AIM OF THE TASK -> When the string "derive" is part of a line below, that line should be copied.
□ □ □ □ □ □ □
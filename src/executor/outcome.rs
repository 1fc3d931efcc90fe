//! Request and result model

use serde::Serialize;
use std::fmt;
use std::time::Duration;

use crate::runner::{BackendKind, Secret};

pub const NO_OUTPUT_MARKER: &str = "Code executed successfully (no output)";
pub const EXECUTION_FAILED: &str = "Execution failed";
pub const INFRASTRUCTURE_FAILURE: &str = "Execution backend unavailable, please retry later";

/// One execution request. Immutable once built.
#[derive(Clone)]
pub struct ExecutionRequest {
    pub source: String,
    pub timeout_secs: u64,
    pub secret: Option<Secret>,
}

impl ExecutionRequest {
    pub fn new(source: impl Into<String>, timeout_secs: u64) -> Self {
        Self {
            source: source.into(),
            timeout_secs,
            secret: None,
        }
    }

    pub fn with_secret(mut self, secret: Secret) -> Self {
        self.secret = Some(secret);
        self
    }
}

impl fmt::Debug for ExecutionRequest {
    fn fmt(&self, f: &mut fmt::Formatter<'_>) -> fmt::Result {
        f.debug_struct("ExecutionRequest")
            .field("source_len", &self.source.len())
            .field("timeout_secs", &self.timeout_secs)
            .field("secret", &self.secret.as_ref().map(|_| "<redacted>"))
            .finish()
    }
}

/// Terminal state of one execution
#[derive(Debug, Clone, Copy, PartialEq, Eq, Serialize)]
#[serde(rename_all = "snake_case")]
pub enum OutcomeStatus {
    Success,
    RuntimeFailure,
    Timeout,
    Rejected,
    InfrastructureError,
}

#[derive(Debug, Clone)]
pub struct ExecutionOutcome {
    pub status: OutcomeStatus,
    /// Program output (Success only)
    pub stdout: Option<String>,
    /// Caller-facing message for every other status
    pub stderr: Option<String>,
    /// From dispatch to terminal state; None when rejected
    pub elapsed: Option<Duration>,
    /// Backend that produced the terminal state
    pub backend: Option<BackendKind>,
}

impl ExecutionOutcome {
    pub fn rejected(reason: impl Into<String>) -> Self {
        Self {
            status: OutcomeStatus::Rejected,
            stdout: None,
            stderr: Some(reason.into()),
            elapsed: None,
            backend: None,
        }
    }

    pub fn success(stdout: String, elapsed: Duration, backend: BackendKind) -> Self {
        let stdout = if stdout.is_empty() {
            NO_OUTPUT_MARKER.to_string()
        } else {
            stdout
        };
        Self {
            status: OutcomeStatus::Success,
            stdout: Some(stdout),
            stderr: None,
            elapsed: Some(elapsed),
            backend: Some(backend),
        }
    }

    pub fn runtime_failure(
        stderr: String,
        signal: Option<i32>,
        elapsed: Duration,
        backend: BackendKind,
    ) -> Self {
        let message = match (stderr.trim().is_empty(), signal) {
            (false, _) => stderr,
            (true, Some(sig)) => format!("{} (terminated by signal {})", EXECUTION_FAILED, sig),
            (true, None) => EXECUTION_FAILED.to_string(),
        };
        Self::failed(OutcomeStatus::RuntimeFailure, message, elapsed, Some(backend))
    }

    pub fn timeout(timeout_secs: u64, elapsed: Duration, backend: BackendKind) -> Self {
        Self::failed(
            OutcomeStatus::Timeout,
            format!("Execution timed out (exceeded {} seconds)", timeout_secs),
            elapsed,
            Some(backend),
        )
    }

    pub fn infrastructure_error(elapsed: Duration, backend: Option<BackendKind>) -> Self {
        Self::failed(
            OutcomeStatus::InfrastructureError,
            INFRASTRUCTURE_FAILURE.to_string(),
            elapsed,
            backend,
        )
    }

    fn failed(
        status: OutcomeStatus,
        message: String,
        elapsed: Duration,
        backend: Option<BackendKind>,
    ) -> Self {
        Self {
            status,
            stdout: None,
            stderr: Some(message),
            elapsed: Some(elapsed),
            backend,
        }
    }

    pub fn is_success(&self) -> bool {
        self.status == OutcomeStatus::Success
    }
}

/// Wire form of an outcome
#[derive(Debug, Clone, PartialEq, Serialize)]
pub struct ExecutionResponse {
    pub success: bool,
    #[serde(skip_serializing_if = "Option::is_none")]
    pub output: Option<String>,
    #[serde(skip_serializing_if = "Option::is_none")]
    pub error: Option<String>,
    #[serde(skip_serializing_if = "Option::is_none")]
    pub execution_time: Option<f64>,
}

impl From<ExecutionOutcome> for ExecutionResponse {
    fn from(outcome: ExecutionOutcome) -> Self {
        let success = outcome.is_success();
        Self {
            success,
            output: if success { outcome.stdout } else { None },
            error: if success { None } else { outcome.stderr },
            execution_time: outcome
                .elapsed
                .map(|d| (d.as_secs_f64() * 1000.0).round() / 1000.0),
        }
    }
}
□ □ □ □ □ □ □
TASK RESULT ->
#[derive(Clone)]
#[derive(Debug, Clone, Copy, PartialEq, Eq, Serialize)]
#[derive(Debug, Clone)]
#[derive(Debug, Clone, PartialEq, Serialize)]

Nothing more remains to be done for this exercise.